* **Instructions to follow**:
Go through the data below and copy each line that includes "display".

* **Dataset entries**:
_ _ _ _ _ _ _

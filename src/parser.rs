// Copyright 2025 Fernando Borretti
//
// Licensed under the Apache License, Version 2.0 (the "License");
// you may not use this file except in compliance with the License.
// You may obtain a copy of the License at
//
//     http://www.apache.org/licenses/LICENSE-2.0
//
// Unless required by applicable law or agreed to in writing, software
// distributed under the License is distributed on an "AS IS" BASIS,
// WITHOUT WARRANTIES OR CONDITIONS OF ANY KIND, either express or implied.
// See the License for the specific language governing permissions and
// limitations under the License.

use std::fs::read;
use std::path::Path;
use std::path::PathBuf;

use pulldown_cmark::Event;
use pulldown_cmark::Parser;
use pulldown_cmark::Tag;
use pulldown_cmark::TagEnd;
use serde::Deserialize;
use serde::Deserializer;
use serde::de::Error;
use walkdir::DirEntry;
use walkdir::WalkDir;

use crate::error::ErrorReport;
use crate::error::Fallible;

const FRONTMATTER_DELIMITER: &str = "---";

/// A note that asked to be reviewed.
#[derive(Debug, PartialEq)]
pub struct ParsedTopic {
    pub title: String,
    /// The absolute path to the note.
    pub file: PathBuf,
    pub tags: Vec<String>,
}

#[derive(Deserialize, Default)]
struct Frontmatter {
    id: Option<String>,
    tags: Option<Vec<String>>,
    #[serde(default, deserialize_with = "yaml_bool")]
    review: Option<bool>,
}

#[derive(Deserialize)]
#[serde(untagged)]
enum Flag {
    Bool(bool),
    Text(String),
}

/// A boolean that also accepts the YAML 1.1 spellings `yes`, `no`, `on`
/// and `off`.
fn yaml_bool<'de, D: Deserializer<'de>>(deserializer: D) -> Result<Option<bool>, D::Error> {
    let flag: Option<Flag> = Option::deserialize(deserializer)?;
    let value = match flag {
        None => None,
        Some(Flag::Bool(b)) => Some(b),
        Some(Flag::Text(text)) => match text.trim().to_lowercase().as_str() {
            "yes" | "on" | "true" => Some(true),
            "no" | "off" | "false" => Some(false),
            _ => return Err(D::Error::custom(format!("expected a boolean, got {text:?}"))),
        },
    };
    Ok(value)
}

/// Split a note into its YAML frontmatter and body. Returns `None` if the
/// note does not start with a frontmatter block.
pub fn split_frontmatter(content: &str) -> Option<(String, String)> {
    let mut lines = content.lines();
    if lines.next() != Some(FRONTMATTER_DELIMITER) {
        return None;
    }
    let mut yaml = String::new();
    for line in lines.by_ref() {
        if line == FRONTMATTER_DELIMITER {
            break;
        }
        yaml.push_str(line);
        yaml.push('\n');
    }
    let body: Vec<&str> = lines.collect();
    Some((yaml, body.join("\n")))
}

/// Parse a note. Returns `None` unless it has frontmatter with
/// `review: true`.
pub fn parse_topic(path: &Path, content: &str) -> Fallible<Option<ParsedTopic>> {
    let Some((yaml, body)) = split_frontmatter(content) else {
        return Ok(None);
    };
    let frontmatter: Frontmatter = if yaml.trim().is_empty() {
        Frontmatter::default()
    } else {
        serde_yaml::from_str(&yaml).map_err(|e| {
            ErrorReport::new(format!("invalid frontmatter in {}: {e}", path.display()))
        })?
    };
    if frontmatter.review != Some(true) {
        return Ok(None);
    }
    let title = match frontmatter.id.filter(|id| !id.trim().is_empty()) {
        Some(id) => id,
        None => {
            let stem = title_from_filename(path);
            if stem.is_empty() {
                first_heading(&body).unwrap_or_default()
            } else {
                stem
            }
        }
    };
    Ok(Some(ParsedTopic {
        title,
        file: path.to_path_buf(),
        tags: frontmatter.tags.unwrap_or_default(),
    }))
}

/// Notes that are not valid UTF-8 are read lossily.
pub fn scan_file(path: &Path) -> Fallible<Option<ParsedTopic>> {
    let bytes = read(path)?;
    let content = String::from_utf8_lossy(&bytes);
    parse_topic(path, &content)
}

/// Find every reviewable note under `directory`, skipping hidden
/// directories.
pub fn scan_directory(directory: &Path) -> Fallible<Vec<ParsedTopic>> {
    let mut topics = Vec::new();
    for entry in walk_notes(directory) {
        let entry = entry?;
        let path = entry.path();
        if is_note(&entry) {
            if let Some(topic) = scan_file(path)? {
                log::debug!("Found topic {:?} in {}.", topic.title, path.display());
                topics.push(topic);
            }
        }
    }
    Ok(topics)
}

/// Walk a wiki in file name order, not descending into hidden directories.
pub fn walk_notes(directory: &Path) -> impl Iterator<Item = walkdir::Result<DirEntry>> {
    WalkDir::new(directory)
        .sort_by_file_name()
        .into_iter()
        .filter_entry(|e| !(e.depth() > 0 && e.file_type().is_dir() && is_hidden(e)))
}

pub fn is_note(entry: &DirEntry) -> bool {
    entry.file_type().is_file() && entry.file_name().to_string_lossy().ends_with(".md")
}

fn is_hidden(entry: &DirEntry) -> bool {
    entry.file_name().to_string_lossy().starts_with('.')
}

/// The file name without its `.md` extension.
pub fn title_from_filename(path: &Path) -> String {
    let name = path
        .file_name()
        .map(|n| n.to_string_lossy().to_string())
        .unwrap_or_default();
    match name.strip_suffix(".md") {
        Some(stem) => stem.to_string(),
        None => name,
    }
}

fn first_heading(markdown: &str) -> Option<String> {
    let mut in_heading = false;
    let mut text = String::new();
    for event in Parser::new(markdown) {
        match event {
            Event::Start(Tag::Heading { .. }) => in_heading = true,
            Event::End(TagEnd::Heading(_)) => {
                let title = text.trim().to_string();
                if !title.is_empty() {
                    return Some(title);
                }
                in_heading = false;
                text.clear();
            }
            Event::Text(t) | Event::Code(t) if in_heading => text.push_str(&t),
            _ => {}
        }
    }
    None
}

_ _ _ _ _ _ _

* **Solved problem**:
            ErrorReport::new(format!("invalid frontmatter in {}: {e}", path.display()))
                log::debug!("Found topic {:?} in {}.", topic.title, path.display());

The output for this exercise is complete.